Paulo Henriques Britto
Poesia Brasileira do Século XXI - 06
Paulo Henriques Britto é poeta, professor e tradutor. Estreou como poeta em 1982, com Liturgia da matéria, a que se seguiu Mínima Lírica (1989), Trovar Claro (1997), com o qual recebeu o Prêmio Alphonsus de Guimarães, da Fundação da Biblioteca Nacional, e Macau (2003), com o qual recebeu o prêmio Portugal Telecom de literatura brasileira. Em 2004 lançou o livro de contos Paraísos artificiais e em 2007 lançou Tarde, seguido de Formas do nada, em 2012, do que publicamos alguns poemas abaixo. Já traduziu mais de cem livros, entre obras de William Faulkner, Elizabeth Bishop, Byron, John Updike, Thomas Pynchon e Charles Dickens.
Lorem ipsum
“Venham”, diz ele, “que eu lhes ofereço
sinéreses, cesuras, hemistíquios
e muito mais, e em troca só lhes peço
sofríveis simulacros de sentido.
Venham, que a noite é sólida e solícita,
e aguarda apenas o momento exato
de nos servir a suprema delícia,
como um garçom anódino e hierático.”
Porém apelos tantos, tão melífluos,
atraem tão só máscaras sem rosto,
cascas vazias e rabiscos pífios.
Tudo resulta apenas neste dístico:
Ninguém busca a dor, e sim seu oposto,
e todo consolo é metalinguístico.
Horácio no Baixo
(Odes i, 11)
Tentar prever o que o futuro te reserva
não leva a nada. Mãe de santo, mapa astral
e livro de autoajuda é tudo a mesma merda.
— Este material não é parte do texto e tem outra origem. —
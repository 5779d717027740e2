use std::time::Duration;
use tokio::time::sleep;

// ============================================================================
// Exponential Backoff Retry
// ============================================================================
//
// Re-runs an operation while it fails with a transient error. Used by callers
// of the statistics guard to re-read and retry after a version conflict; the
// guard itself never retries.
//
// ============================================================================

#[derive(Clone, Debug, PartialEq)]
pub struct RetryConfig {
    /// Total attempts including the first one
    pub max_attempts: u32,
    /// Delay before the second attempt
    pub initial_delay: Duration,
    /// Upper bound for any single delay
    pub max_delay: Duration,
    /// Growth factor between delays
    pub multiplier: f64,
}

impl Default for RetryConfig {
    fn default() -> Self {
        Self {
            max_attempts: 3,
            initial_delay: Duration::from_millis(10),
            max_delay: Duration::from_millis(500),
            multiplier: 2.0,
        }
    }
}

impl RetryConfig {
    /// Single attempt, no retries.
    pub fn no_retry() -> Self {
        Self {
            max_attempts: 1,
            ..Self::default()
        }
    }

    fn next_delay(&self, delay: Duration) -> Duration {
        Duration::from_millis(((delay.as_millis() as f64) * self.multiplier) as u64).min(self.max_delay)
    }
}

/// Result of a retried operation
#[derive(Debug)]
pub enum RetryResult<T, E> {
    /// Operation succeeded on the given attempt
    Success { value: T, attempts: u32 },
    /// Still failing transiently when attempts ran out
    Exhausted { error: E, attempts: u32 },
    /// Non-transient failure; not retried
    PermanentFailure(E),
}

/// Errors that may clear up if the operation is re-run
pub trait IsTransient {
    fn is_transient(&self) -> bool;
}

/// Run `operation` until it succeeds, fails permanently, or attempts run out.
/// The closure receives the 1-based attempt number.
pub async fn retry_on_transient<F, Fut, T, E>(
    config: &RetryConfig,
    mut operation: F,
) -> RetryResult<T, E>
where
    F: FnMut(u32) -> Fut,
    Fut: std::future::Future<Output = Result<T, E>>,
    E: std::fmt::Display + IsTransient,
{
    let mut attempt = 0;
    let mut delay = config.initial_delay;

    loop {
        attempt += 1;

        match operation(attempt).await {
            Ok(value) => {
                if attempt > 1 {
                    tracing::debug!(attempt, "Operation succeeded after retry");
                }
                return RetryResult::Success { value, attempts: attempt };
            }
            Err(error) if !error.is_transient() => {
                return RetryResult::PermanentFailure(error);
            }
            Err(error) => {
                if attempt >= config.max_attempts.max(1) {
                    tracing::warn!(
                        attempt,
                        error = %error,
                        "Transient failure persisted through all attempts"
                    );
                    return RetryResult::Exhausted { error, attempts: attempt };
                }

                tracing::debug!(
                    attempt,
                    error = %error,
                    delay_ms = delay.as_millis() as u64,
                    "Transient failure, retrying after delay"
                );

                sleep(delay).await;
                delay = config.next_delay(delay);
            }
        }
    }
}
O melhor é aceitar o que de bom ou mau
acontecer. O verão que agora inicia
pode ser só mais um, ou pode ser o último —
vá saber. Toma o teu chope, aproveita o dia,
e quanto ao amanhã, o que vier é lucro.
Ecce homo
Não ser quem não se é é coisa trabalhosa.
Exige a disciplina austera e rigorosa
de quem, achando pouco simplesmente ser,
requer o luxo adicional de parecer.
As essências enganam, e o eu é tão escasso
que há que ocupar com alguma coisa tanto espaço,
e nada como a negação da negação
pra efetuar tão delicada operação.
E pronto: está completo. O homem mais o androide,
imune a suave mari magno e Schadenfreude,
ser e não ser na mais perfeita sintonia.
Use e abuse. A coisa vem com garantia.
Madrigal
Desista: não vai dar certo.
O mundo é o mesmo de sempre,
desejo é uma coisa cega.
Desista, enquanto é tempo.
As mãos não sabem o que pegam,
os pés vão aonde não sabem.
As cartas estão marcadas:
vai dar desgraça na certa.
O mundo é sempre a esmo,
desejo é uma porta aberta.
Desista, que a vida é incerta.
Ou insista. Dá no mesmo.
Man in a chair
(Lucian Freud)
Esperar sentado, mas sem
relaxar os músculos. Mãos
tensas nas coxas como quem
prestes a se levantar. Não
como quem, à espera, descansa.
E sim como se encurralado
na cadeira. Sem esperanças
nem expectativas. Sentado
na cadeira como quem não
espera exatamente nada.
Sem certezas, com exceção
da única, e indesejada.
Pós
Antes era mais fácil — sim, porque era
mais difícil, havia mais em jogo,
e o tempo todo se jogava à vera.
Precisamente: mais difícil, logo
mais fácil. Porque sempre se sabia
de que lado se estava — havia lados,
então. E a certeza de que algum dia
tudo teria um significado.
E nós seríamos os responsáveis
por dar nomes aos bois. Havia bois
a nomear, então. Coisas palpáveis.
Tudo teria solução depois.
Chegou o tempo de depois? Digamos
que sim. E no entanto os nomes dados
não foram, nem um só, os que sonhamos.
Talvez porque sonhássemos errado,
talvez porque, enquanto alguns se davam
ao luxo de sonhar, outros, insones,
imunes, implacáveis, se entregavam
à tarefa prosaica de dar nomes
sem antes os sonhar. E, dia feito,
agora tudo é fácil. E por isso
difícil. Não, a coisa não tem jeito.
Nem nunca teve, aliás. Desde o início.
In BRITTO, Paulo Henriques. Formas do nada. São Paulo: Companhia das Letras, 2012.